MINING THE DATA FOR SEQUENCE PACKAGES A sudden increase in the speakers’ use of pronouns in place of noun referents may indicate the speakers are going over familiar or well rehearsed subject matter. The unexpected increased use of adjectival descriptors, serving as a kind of privately shared “shorthand” label to describe a person or enemy target, in the place of nouns can flag terrorist plans and activities. SPA, by looking for sequence patterns, can locate these descriptors even when they are outside of the speech application’s vocabulary.
ADVANTAGES OF SPA • SPA captures the predictablepatterns of human dialog, while all other methods depend on spotting isolated key words or phrases, which can vary from speaker to speaker; • Can be applied to different languages because it works by identifying conversational sequence patterns - which cut to the heart of the social architecture of language-- rather than identify a preset glossary of words; and • Has the potential of performing data mining in real time, allowing a human analyst to act on the spot when hearing high alarm content.
DEMONSTRATION The following example shows how applying an SPA approach to wiretapped dialog can flag important security information that is cleverly disguised by the suspects:
Speaker “A” is trying to educate Speaker “B” about a new meeting place right at the tip of the Brooklyn Bridge.

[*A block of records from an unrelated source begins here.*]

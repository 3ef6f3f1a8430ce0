pub mod acquisition;
pub mod anomaly;
pub mod config;
pub mod meter;
pub mod modbus;
pub mod reading;
pub mod store;

pub use config::*;
pub use reading::*;
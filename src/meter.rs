// 電力計からの一括読み出し
// SPDX-License-Identifier: MPL-2.0
// SPDX-FileCopyrightText: 2025 Akihiro Yamamoto <github.com/ak1211>
//
use crate::modbus::{self, DeviceError};
use crate::reading::RawRegisters;
use std::io;

/// レジスタアドレス
pub const REGISTER_VOLTAGE: u16 = 0;
pub const REGISTER_CURRENT: u16 = 2;
pub const REGISTER_POWER_FACTOR: u16 = 4;
pub const REGISTER_POWER: u16 = 6;
pub const REGISTER_ENERGY: u16 = 8;

/// 計測値をひとそろい読み出す。取得ループはこのトレイト越しに電力計を見る。
pub trait ReadMeter {
    fn read(&mut self) -> Result<RawRegisters, DeviceError>;
}

/// シリアルポート上の電力計。ポートはここが専有する。
pub struct MeterReader<T> {
    port: T,
    slave: u8,
}

impl<T> MeterReader<T>
where
    T: io::Read + io::Write,
{
    pub fn new(port: T, slave: u8) -> Self {
        MeterReader { port, slave }
    }
}

impl<T> ReadMeter for MeterReader<T>
where
    T: io::Read + io::Write,
{
    /// 5レジスタすべての読み出しに成功したときだけ値を返す。
    /// どれかひとつでも失敗したら全体が失敗(部分的な計測値は作らない)。
    fn read(&mut self) -> Result<RawRegisters, DeviceError> {
        let voltage = modbus::read_register(&mut self.port, self.slave, REGISTER_VOLTAGE)?;
        let current = modbus::read_register(&mut self.port, self.slave, REGISTER_CURRENT)?;
        let power_factor =
            modbus::read_register(&mut self.port, self.slave, REGISTER_POWER_FACTOR)?;
        let power = modbus::read_register(&mut self.port, self.slave, REGISTER_POWER)?;
        let energy = modbus::read_register(&mut self.port, self.slave, REGISTER_ENERGY)?;
        Ok(RawRegisters {
            voltage,
            current,
            power_factor,
            power,
            energy,
        })
    }
}

#[cfg(test)]
use crate::modbus::transaction::{MockPort, encode_read_request, encode_value_response};

#[test]
fn test1() {
    // 5レジスタ分の応答を順に返す
    let responses = [
        encode_value_response(0x01, 23500),  // 電圧
        encode_value_response(0x01, 500),    // 電流
        encode_value_response(0x01, 950),    // 力率
        encode_value_response(0x01, 220000), // 電力
        encode_value_response(0x01, 1500),   // 電力量
    ]
    .concat();
    let mut reader = MeterReader::new(MockPort::new(responses), 0x01);

    let raw = reader.read().unwrap();
    assert_eq!(
        raw,
        RawRegisters {
            voltage: 23500,
            current: 500,
            power_factor: 950,
            power: 220000,
            energy: 1500,
        }
    );
}

#[test]
fn test2() {
    // 3つ目のレジスタで応答が途絶えたら全体が失敗する
    let responses = [
        encode_value_response(0x01, 23500),
        encode_value_response(0x01, 500),
    ]
    .concat();
    let mut reader = MeterReader::new(MockPort::new(responses), 0x01);
    assert!(reader.read().is_err());
}

#[test]
fn test3() {
    // 要求はアドレス0,2,4,6,8の順で出る
    let responses = [
        encode_value_response(0x01, 1),
        encode_value_response(0x01, 2),
        encode_value_response(0x01, 3),
        encode_value_response(0x01, 4),
        encode_value_response(0x01, 5),
    ]
    .concat();
    let mut port = MockPort::new(responses);
    {
        let mut reader = MeterReader::new(&mut port, 0x01);
        reader.read().unwrap();
    }
    let expected = [
        encode_read_request(0x01, REGISTER_VOLTAGE),
        encode_read_request(0x01, REGISTER_CURRENT),
        encode_read_request(0x01, REGISTER_POWER_FACTOR),
        encode_read_request(0x01, REGISTER_POWER),
        encode_read_request(0x01, REGISTER_ENERGY),
    ]
    .concat();
    assert_eq!(port.tx, expected);
}
// 計測値データーベースをいじる
// SPDX-License-Identifier: MPL-2.0
// SPDX-FileCopyrightText: 2025 Akihiro Yamamoto <github.com/ak1211>
//
use anyhow::Context;
use clap::{Args, Parser, Subcommand};
use futures_util::TryStreamExt;
use sqlx::sqlite::SqlitePool;

/// 計測値データーベースをいじる
#[derive(Parser, Debug)]
#[command(name = "manipulate_db")]
#[command(version, about, long_about = None)]
struct Cli {
    /// データベースURL
    #[arg(long, env = "DATABASE_URL", default_value = "sqlite:energy_data.db")]
    database_url: String,

    #[command(subcommand)]
    command: Commands,
}

#[derive(Debug, Subcommand)]
enum Commands {
    /// 計測値を新しい順に得る
    #[clap(alias = "get-record")]
    Get(GetArgs),
    /// 異常フラグの付いた計測値を得る
    Anomalies,
}

#[derive(Debug, Args)]
struct GetArgs {
    /// レコード数
    #[arg(short = 'C', long, default_value_t = 10)]
    count: u32,
}

#[derive(sqlx::FromRow)]
struct Row {
    timestamp: String,
    voltage: f64,
    current: f64,
    power_factor: f64,
    power: f64,
    energy: f64,
    anomaly: bool,
}

impl Row {
    fn show(&self) -> String {
        format!(
            "{} {:.2} V, {:.2} A, pf {:.3}, {:.2} W, {:.3} kWh{}",
            self.timestamp,
            self.voltage,
            self.current,
            self.power_factor,
            self.power,
            self.energy,
            if self.anomaly { " [ANOMALY]" } else { "" }
        )
    }
}

#[tokio::main]
async fn main() -> anyhow::Result<()> {
    dotenv::dotenv().ok();

    // コマンドライン引数
    let cli = Cli::parse();

    let pool = SqlitePool::connect(&cli.database_url)
        .await
        .context("データベースとの接続失敗")?;

    match &cli.command {
        Commands::Get(args) => exec_get_record(&pool, args).await,
        Commands::Anomalies => exec_anomalies(&pool).await,
    }
}

/// 計測値を新しい順に表示する
async fn exec_get_record(pool: &SqlitePool, args: &GetArgs) -> anyhow::Result<()> {
    let rows = sqlx::query_as::<_, Row>(
        r#"SELECT timestamp, voltage, current, power_factor, power, energy, anomaly
            FROM readings ORDER BY timestamp DESC LIMIT ?1"#,
    )
    .bind(args.count)
    .fetch_all(pool)
    .await?;

    for row in rows.iter() {
        println!("{}", row.show());
    }
    println!("{} rows.", rows.len());
    Ok(())
}

/// 異常フラグの付いた計測値を表示する
async fn exec_anomalies(pool: &SqlitePool) -> anyhow::Result<()> {
    let mut rows = sqlx::query_as::<_, Row>(
        r#"SELECT timestamp, voltage, current, power_factor, power, energy, anomaly
            FROM readings WHERE anomaly = 1 ORDER BY timestamp DESC"#,
    )
    .fetch(pool);

    let mut counter: usize = 0;
    while let Some(row) = rows.try_next().await? {
        println!("{}", row.show());
        counter += 1;
    }
    println!("{} anomalies.", counter);
    Ok(())
}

Any confusion or misunderstanding about this meeting place could spoil the plans.But Speaker “A” is very clever:First, he stays away from buzz words (such as naming a bridge, a tunnel or a street).Second, he refrains from making any prefatory remarks or comments to the other speaker about how vital it is to get these instructions right.

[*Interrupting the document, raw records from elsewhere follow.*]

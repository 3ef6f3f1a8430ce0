// 監視設定ファイル
// SPDX-License-Identifier: MPL-2.0
// SPDX-FileCopyrightText: 2025 Akihiro Yamamoto <github.com/ak1211>
//
use crate::anomaly::Thresholds;
use serde::Deserialize;
use serialport::{DataBits, Parity, StopBits};
use std::io;
use std::path::Path;
use std::time::Duration;
use std::{fs, result};
use thiserror::Error;

#[derive(Debug, Error)]
pub enum ConfigError {
    #[error(r#"config file read "{0}""#)]
    Read(#[from] io::Error),

    #[error(r#"config file parse "{0}""#)]
    Parse(#[from] toml::de::Error),

    #[error(r#"invalid value for "{field}": {value}"#)]
    Invalid { field: &'static str, value: String },
}

/// 監視設定。起動時に一度だけ読み込んで以後変更しない。
#[derive(Debug, Clone, Deserialize)]
pub struct MonitorConfig {
    pub serial_port: String,
    pub slave_address: u8,
    pub baudrate: u32,
    pub bytesize: u8,
    pub parity: String,
    pub stopbits: u8,
    pub timeout: f64,      // 秒
    pub refresh_rate: f64, // 秒
    pub anomaly_voltage_high: f64,
    pub anomaly_voltage_low: f64,
    pub anomaly_current_high: f64,
    pub anomaly_power_high: f64,
}

impl MonitorConfig {
    /// 設定ファイルから読み込む。無い・壊れている・値が不正なら起動中止。
    pub fn from_file<P: AsRef<Path>>(path: P) -> result::Result<Self, ConfigError> {
        let file = fs::read_to_string(path)?;
        Self::from_toml(&file)
    }

    pub fn from_toml(document: &str) -> result::Result<Self, ConfigError> {
        let config = toml::from_str::<MonitorConfig>(document)?;
        config.validate()?;
        Ok(config)
    }

    fn validate(&self) -> result::Result<(), ConfigError> {
        // timestampキーが秒精度なので1秒未満の周期は同一キー衝突を起こす
        if self.refresh_rate < 1.0 {
            return Err(ConfigError::Invalid {
                field: "refresh_rate",
                value: format!("{} (must be at least 1 second)", self.refresh_rate),
            });
        }
        if self.timeout <= 0.0 {
            return Err(ConfigError::Invalid {
                field: "timeout",
                value: self.timeout.to_string(),
            });
        }
        self.data_bits()?;
        self.parity()?;
        self.stop_bits()?;
        Ok(())
    }

    pub fn data_bits(&self) -> result::Result<DataBits, ConfigError> {
        match self.bytesize {
            5 => Ok(DataBits::Five),
            6 => Ok(DataBits::Six),
            7 => Ok(DataBits::Seven),
            8 => Ok(DataBits::Eight),
            n => Err(ConfigError::Invalid {
                field: "bytesize",
                value: n.to_string(),
            }),
        }
    }

    pub fn parity(&self) -> result::Result<Parity, ConfigError> {
        match self.parity.as_str() {
            "N" => Ok(Parity::None),
            "E" => Ok(Parity::Even),
            "O" => Ok(Parity::Odd),
            s => Err(ConfigError::Invalid {
                field: "parity",
                value: s.to_string(),
            }),
        }
    }

    pub fn stop_bits(&self) -> result::Result<StopBits, ConfigError> {
        match self.stopbits {
            1 => Ok(StopBits::One),
            2 => Ok(StopBits::Two),
            n => Err(ConfigError::Invalid {
                field: "stopbits",
                value: n.to_string(),
            }),
        }
    }

    pub fn timeout(&self) -> Duration {
        Duration::from_secs_f64(self.timeout)
    }

    pub fn refresh_interval(&self) -> Duration {
        Duration::from_secs_f64(self.refresh_rate)
    }

    pub fn thresholds(&self) -> Thresholds {
        Thresholds {
            voltage_high: self.anomaly_voltage_high,
            voltage_low: self.anomaly_voltage_low,
            current_high: self.anomaly_current_high,
            power_high: self.anomaly_power_high,
        }
    }
}

#[cfg(test)]
const DOCUMENT: &str = r#"
serial_port = "/dev/ttyUSB0"
slave_address = 1
baudrate = 9600
bytesize = 8
parity = "N"
stopbits = 1
timeout = 0.5
refresh_rate = 5.0
anomaly_voltage_high = 250.0
anomaly_voltage_low = 200.0
anomaly_current_high = 10.0
anomaly_power_high = 2000.0
"#;

#[test]
fn test1() {
    let config = MonitorConfig::from_toml(DOCUMENT).unwrap();
    assert_eq!(config.serial_port, "/dev/ttyUSB0");
    assert_eq!(config.slave_address, 1);
    assert_eq!(config.baudrate, 9600);
    assert_eq!(config.data_bits().unwrap(), DataBits::Eight);
    assert_eq!(config.parity().unwrap(), Parity::None);
    assert_eq!(config.stop_bits().unwrap(), StopBits::One);
    assert_eq!(config.timeout(), Duration::from_millis(500));
    assert_eq!(config.refresh_interval(), Duration::from_secs(5));
    assert_eq!(
        config.thresholds(),
        Thresholds {
            voltage_high: 250.0,
            voltage_low: 200.0,
            current_high: 10.0,
            power_high: 2000.0,
        }
    );
}

#[test]
fn test2() {
    // 必須キーの欠落は読み込み失敗
    let document = DOCUMENT.replace(r#"serial_port = "/dev/ttyUSB0""#, "");
    assert!(matches!(
        MonitorConfig::from_toml(&document),
        Err(ConfigError::Parse(_))
    ));

    // 壊れた文書も読み込み失敗
    assert!(matches!(
        MonitorConfig::from_toml("serial_port = ["),
        Err(ConfigError::Parse(_))
    ));
}

#[test]
fn test3() {
    // 1秒未満の取得周期は設定エラー
    let document = DOCUMENT.replace("refresh_rate = 5.0", "refresh_rate = 0.5");
    assert!(matches!(
        MonitorConfig::from_toml(&document),
        Err(ConfigError::Invalid {
            field: "refresh_rate",
            ..
        })
    ));

    // 未対応のパリティ指定も設定エラー
    let document = DOCUMENT.replace(r#"parity = "N""#, r#"parity = "M""#);
    assert!(matches!(
        MonitorConfig::from_toml(&document),
        Err(ConfigError::Invalid { field: "parity", .. })
    ));
}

Dialog Example Speaker “A”: Come to the intersection near Juniors? (the question mark shows an upward intonation) 0.2 - 0.5 second pause (speaker then pauses briefly) Speaker “B”: 1.2 second pause Speaker “A”: You know the thoroughfare with the big traffic light? Speaker “B”: Juniors, yeah.

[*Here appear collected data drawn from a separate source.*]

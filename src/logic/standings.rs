//! Standings calculator: scoring policies and ranked standings rows.

use crate::models::{GameMatch, StageKind, Team, TeamId, Tournament, TournamentError};
use serde::Serialize;

/// Points scheme applied when a match completes, selected by its stage.
#[derive(Clone, Copy, Debug, Eq, PartialEq)]
pub enum ScoringPolicy {
    /// Group finals and elimination brackets: no points, draws forbidden.
    Knockout,
    /// Swiss rounds: 3 for an in-time win, 2 for a time-limit win, 1 each for a tie.
    Timed,
    /// Group rounds 1-2: 2 for a win, 1 each for a tie.
    GroupRound,
}

impl ScoringPolicy {
    pub fn for_stage(stage: StageKind) -> Self {
        match stage {
            StageKind::Group => ScoringPolicy::GroupRound,
            StageKind::Swiss => ScoringPolicy::Timed,
            _ => ScoringPolicy::Knockout,
        }
    }
}

/// Points and score differential one completed match contributes to one team.
#[derive(Clone, Copy, Debug, Default, Eq, PartialEq)]
pub struct ScoreDelta {
    pub points: u32,
    pub differential: i32,
}

/// Deltas for both sides of a completed match. `finished_in_time` only
/// matters under the timed policy.
pub fn match_deltas(
    policy: ScoringPolicy,
    team_1_score: u32,
    team_2_score: u32,
    finished_in_time: bool,
) -> (ScoreDelta, ScoreDelta) {
    if policy == ScoringPolicy::Knockout {
        return (ScoreDelta::default(), ScoreDelta::default());
    }
    let diff = team_1_score as i32 - team_2_score as i32;
    let (p1, p2) = if team_1_score == team_2_score {
        (1, 1)
    } else {
        let win = match policy {
            ScoringPolicy::Timed if !finished_in_time => 2,
            ScoringPolicy::Timed => 3,
            _ => 2,
        };
        if team_1_score > team_2_score {
            (win, 0)
        } else {
            (0, win)
        }
    };
    (
        ScoreDelta { points: p1, differential: diff },
        ScoreDelta { points: p2, differential: -diff },
    )
}

/// One team's line in a standings listing.
#[derive(Clone, Debug, Eq, PartialEq, Serialize)]
pub struct StandingsRow {
    pub team_id: TeamId,
    pub name: String,
    pub group_number: Option<u32>,
    pub wins: u32,
    pub losses: u32,
    pub draws: u32,
    pub points: u32,
    pub score_differential: i32,
    pub matches_played: u32,
}

/// Standings for every team, over all completed matches of the tournament.
pub fn tournament_standings(tournament: &Tournament) -> Vec<StandingsRow> {
    let matches: Vec<&GameMatch> = tournament
        .matches
        .iter()
        .filter(|m| m.is_completed())
        .collect();
    ranked_rows(tournament.teams.iter(), &matches)
}

/// Standings for one group, over its completed matches only.
pub fn group_standings(
    tournament: &Tournament,
    group_number: u32,
) -> Result<Vec<StandingsRow>, TournamentError> {
    let teams = tournament.teams_in_group(group_number);
    if teams.is_empty() {
        return Err(TournamentError::GroupNotFound(group_number));
    }
    let matches: Vec<&GameMatch> = tournament
        .matches
        .iter()
        .filter(|m| m.is_completed() && m.group_number == Some(group_number))
        .collect();
    Ok(ranked_rows(teams.into_iter(), &matches))
}

/// Build rows from scratch and rank them: points desc, score differential
/// desc, wins desc. The sort is stable, so teams equal on all three keep
/// their registration order.
fn ranked_rows<'a>(
    teams: impl Iterator<Item = &'a Team>,
    matches: &[&GameMatch],
) -> Vec<StandingsRow> {
    let mut rows: Vec<StandingsRow> = teams
        .map(|team| {
            let mut row = StandingsRow {
                team_id: team.id,
                name: team.name.clone(),
                group_number: team.group_number,
                wins: 0,
                losses: 0,
                draws: 0,
                points: 0,
                score_differential: 0,
                matches_played: 0,
            };
            for m in matches.iter().filter(|m| m.involves(team.id)) {
                let (Some(s1), Some(s2)) = (m.team_1_score, m.team_2_score) else {
                    continue;
                };
                let policy = ScoringPolicy::for_stage(m.stage);
                let finished = m.finished_before_time_limit.unwrap_or(true);
                let (d1, d2) = match_deltas(policy, s1, s2, finished);
                let delta = if m.team_1 == team.id { d1 } else { d2 };
                row.points += delta.points;
                row.score_differential += delta.differential;
                row.matches_played += 1;
                match m.winner_team_id {
                    Some(w) if w == team.id => row.wins += 1,
                    Some(_) => row.losses += 1,
                    None => row.draws += 1,
                }
            }
            row
        })
        .collect();
    rows.sort_by(|a, b| {
        b.points
            .cmp(&a.points)
            .then(b.score_differential.cmp(&a.score_differential))
            .then(b.wins.cmp(&a.wins))
    });
    rows
}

THE SEQUENCE PACKAGE Speaker “A”: Come to the intersection near Juniors? 0.2-0.5 Speaker “B”: 1.2 seconds of silence • A noun referent (“Juniors”) with an upward intonation • A brief pause, giving the listener the chance to show recognition or ask for clarification. • Silence by the listener which indicates lack of understanding or confusion.
Speaker “A”: You know the thoroughfare with the big traffic light?Speaker “B”: Juniors, yeah. • Speaker “A” produces aclarification of the noun referent (“Juniors”) (“You know the thoroughfare with...”) • Speaker “B” produces arepeat of the noun referent (“Juniors”) - the source of the recognition trouble • followed by a recognitional marker (“Yeah”)--which demonstrates to Speaker “A” that he has corrected the misunderstanding. • Had he simply produced a recognitional marker (“yeah”) without mentioning the source of the trouble (“Juniors”), there would be no indication to the other speaker that he now recognizes the importance of the meeting place.
Finding the Sequence Package in the Dialog Example Look for a concatenation of these utterance components: • noun referent with upward intonation • brief pause • silence • clarification of noun referent • repeat of noun referent that was initial source of the recognition trouble • recognitional marker
CODA The next step is the validation of SPA as a necessary tool for performing wiretap analysis Research Question: Do mining programs have a higher rate of accuracy in spotting terrorists when adding Sequence Package Analysis as a new method of natural language intelligence for performing wiretap analysis?